Collected data entries
Start of Block

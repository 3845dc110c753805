use crate::consts::ORDER_NOT_FOUND;

use std::collections::HashMap;

/// Static order-number => status table standing in for the real order
/// database.  Order numbers follow a TS-XXXXXX pattern, though nothing here
/// enforces that; the assistant's prompt asks callers to verify the format.
pub struct OrderDirectory {
    orders: HashMap<&'static str, &'static str>,
}

impl OrderDirectory {
    pub fn new() -> Self {
        let orders = HashMap::from([
            ("TS-123456", "Shipped - Expected delivery: Tomorrow"),
            ("TS-789012", "Processing - Will ship in 24 hours"),
            ("TS-345678", "Delivered - Left at front door"),
        ]);
        Self { orders }
    }

    /// Async only to keep the call shape of a real backend lookup.  A miss is
    /// a normal result, not an error.
    pub async fn lookup(&self, order_number: &str) -> String {
        self.orders
            .get(order_number)
            .copied()
            .unwrap_or(ORDER_NOT_FOUND)
            .to_string()
    }
}

impl Default for OrderDirectory {
    fn default() -> Self {
        Self::new()
    }
}

#[cfg(test)]
mod tests {
    use super::*;

    #[tokio::test]
    async fn known_orders_return_their_configured_status() {
        let orders = OrderDirectory::new();
        assert_eq!(
            orders.lookup("TS-123456").await,
            "Shipped - Expected delivery: Tomorrow"
        );
        assert_eq!(
            orders.lookup("TS-789012").await,
            "Processing - Will ship in 24 hours"
        );
        assert_eq!(
            orders.lookup("TS-345678").await,
            "Delivered - Left at front door"
        );
    }

    #[tokio::test]
    async fn unknown_orders_return_the_not_found_message() {
        let orders = OrderDirectory::new();
        assert_eq!(
            orders.lookup("TS-000000").await,
            "Order not found. Please verify order number."
        );
        assert_eq!(
            orders.lookup("").await,
            "Order not found. Please verify order number."
        );
    }
}
use crate::consts::{ASSISTANT_GREETING, ASSISTANT_NAME, ASSISTANT_SYSTEM_PROMPT};

use serde::{Deserialize, Serialize};
use serde_json::Value;

mod assistant {
    use super::*;

    #[derive(Serialize, Debug)]
    #[serde(rename_all = "camelCase")]
    pub struct AssistantConfig {
        pub name: String,
        pub first_message: String,
        pub model: ModelConfig,
        pub voice: VoiceConfig,
        pub server: ServerConfig,
    }

    #[derive(Serialize, Debug)]
    pub struct ModelConfig {
        pub provider: String,
        pub model: String,
        pub messages: Vec<PromptMessage>,
    }

    #[derive(Serialize, Debug)]
    pub struct PromptMessage {
        pub role: String,
        pub content: String,
    }

    #[derive(Serialize, Debug)]
    #[serde(rename_all = "camelCase")]
    pub struct VoiceConfig {
        pub provider: String,
        pub voice_id: String,
    }

    #[derive(Serialize, Debug)]
    pub struct ServerConfig {
        pub url: String,
    }

    impl AssistantConfig {
        /// The fixed customer-service profile we register with the platform.
        /// `server_url` is where the platform will deliver webhook events for
        /// calls handled by this assistant.
        pub fn customer_service(server_url: &str) -> Self {
            Self {
                name: ASSISTANT_NAME.to_string(),
                first_message: ASSISTANT_GREETING.to_string(),
                model: ModelConfig {
                    provider: "openai".to_string(),
                    model: "gpt-4".to_string(),
                    messages: vec![PromptMessage {
                        role: "system".to_string(),
                        content: ASSISTANT_SYSTEM_PROMPT.to_string(),
                    }],
                },
                voice: VoiceConfig {
                    provider: "11labs".to_string(),
                    voice_id: "rachel".to_string(),
                },
                server: ServerConfig {
                    url: server_url.to_string(),
                },
            }
        }
    }
}
pub use assistant::*;

mod webhook {
    use super::*;

    /// Event pushed to us by the platform during a call.  Anything we don't
    /// recognize lands on `Other` and gets the default ack.
    #[derive(Deserialize, Debug)]
    #[serde(tag = "type")]
    pub enum WebhookEvent {
        #[serde(rename = "conversation.update")]
        ConversationUpdate {
            #[serde(default)]
            message: Option<ConversationMessage>,
        },
        #[serde(rename = "function.call")]
        FunctionCall {
            #[serde(default)]
            message: Option<FunctionCallMessage>,
        },
        #[serde(rename = "call.end")]
        CallEnd {
            #[serde(default)]
            call: Option<Value>,
        },
        #[serde(other)]
        Other,
    }

    #[derive(Deserialize, Debug)]
    pub struct ConversationMessage {
        #[serde(rename = "type", default)]
        pub kind: Option<String>,
        #[serde(default)]
        pub transcript: Option<String>,
    }

    #[derive(Deserialize, Debug)]
    pub struct FunctionCallMessage {
        #[serde(rename = "functionCall", default)]
        pub function_call: Option<FunctionCall>,
    }

    /// Structured action request emitted by the model mid-call.  Parameters
    /// stay opaque; each handled function pulls out what it needs.
    #[derive(Deserialize, Debug)]
    pub struct FunctionCall {
        pub name: String,
        #[serde(default)]
        pub parameters: Value,
    }

    #[derive(Serialize, Debug)]
    pub struct WebhookAck {
        pub success: bool,
    }

    #[derive(Serialize, Debug)]
    pub struct FunctionCallReply {
        pub result: OrderStatusResult,
    }

    #[derive(Serialize, Debug)]
    #[serde(rename_all = "camelCase")]
    pub struct OrderStatusResult {
        pub order_status: String,
        pub order_number: String,
    }
}
pub use webhook::*;

#[cfg(test)]
mod tests {
    use super::*;
    use serde_json::json;

    #[test]
    fn webhook_event_tags_on_type() {
        let event: WebhookEvent = serde_json::from_value(json!({
            "type": "function.call",
            "message": {
                "functionCall": {
                    "name": "getOrderStatus",
                    "parameters": { "orderNumber": "TS-123456" }
                }
            }
        }))
        .unwrap();
        match event {
            WebhookEvent::FunctionCall { message } => {
                let function_call = message.unwrap().function_call.unwrap();
                assert_eq!(function_call.name, "getOrderStatus");
                assert_eq!(
                    function_call.parameters.get("orderNumber").and_then(Value::as_str),
                    Some("TS-123456")
                );
            }
            other => panic!("expected function.call, got {other:?}"),
        }
    }

    #[test]
    fn unknown_event_types_fall_through_to_other() {
        let event: WebhookEvent =
            serde_json::from_value(json!({ "type": "speech.update" })).unwrap();
        assert!(matches!(event, WebhookEvent::Other));
    }

    #[test]
    fn conversation_update_carries_optional_transcript() {
        let event: WebhookEvent = serde_json::from_value(json!({
            "type": "conversation.update",
            "message": { "type": "transcript", "transcript": "Where is my order?" }
        }))
        .unwrap();
        match event {
            WebhookEvent::ConversationUpdate { message } => {
                let message = message.unwrap();
                assert_eq!(message.kind.as_deref(), Some("transcript"));
                assert_eq!(message.transcript.as_deref(), Some("Where is my order?"));
            }
            other => panic!("expected conversation.update, got {other:?}"),
        }

        // The platform also sends updates with no message body at all.
        let bare: WebhookEvent =
            serde_json::from_value(json!({ "type": "conversation.update" })).unwrap();
        assert!(matches!(bare, WebhookEvent::ConversationUpdate { message: None }));
    }

    #[test]
    fn assistant_config_serializes_platform_field_names() {
        let config = AssistantConfig::customer_service("https://relay.example.com/webhook");
        let value = serde_json::to_value(&config).unwrap();

        assert_eq!(value["name"], "Customer Service AI");
        assert!(value["firstMessage"].is_string());
        assert_eq!(value["model"]["provider"], "openai");
        assert_eq!(value["model"]["model"], "gpt-4");
        assert_eq!(value["model"]["messages"][0]["role"], "system");
        assert_eq!(value["voice"]["provider"], "11labs");
        assert_eq!(value["voice"]["voiceId"], "rachel");
        assert_eq!(value["server"]["url"], "https://relay.example.com/webhook");
    }

    #[test]
    fn function_call_reply_serializes_camel_case() {
        let reply = FunctionCallReply {
            result: OrderStatusResult {
                order_status: "Shipped - Expected delivery: Tomorrow".to_string(),
                order_number: "TS-123456".to_string(),
            },
        };
        let value = serde_json::to_value(&reply).unwrap();
        assert_eq!(
            value,
            json!({
                "result": {
                    "orderStatus": "Shipped - Expected delivery: Tomorrow",
                    "orderNumber": "TS-123456"
                }
            })
        );
    }
}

End of Block

Across the data, find each line that has "crate" in it and copy that line.

• [Answer box]:
use crate::consts::ORDER_NOT_FOUND;
use crate::consts::{ASSISTANT_GREETING, ASSISTANT_NAME, ASSISTANT_SYSTEM_PROMPT};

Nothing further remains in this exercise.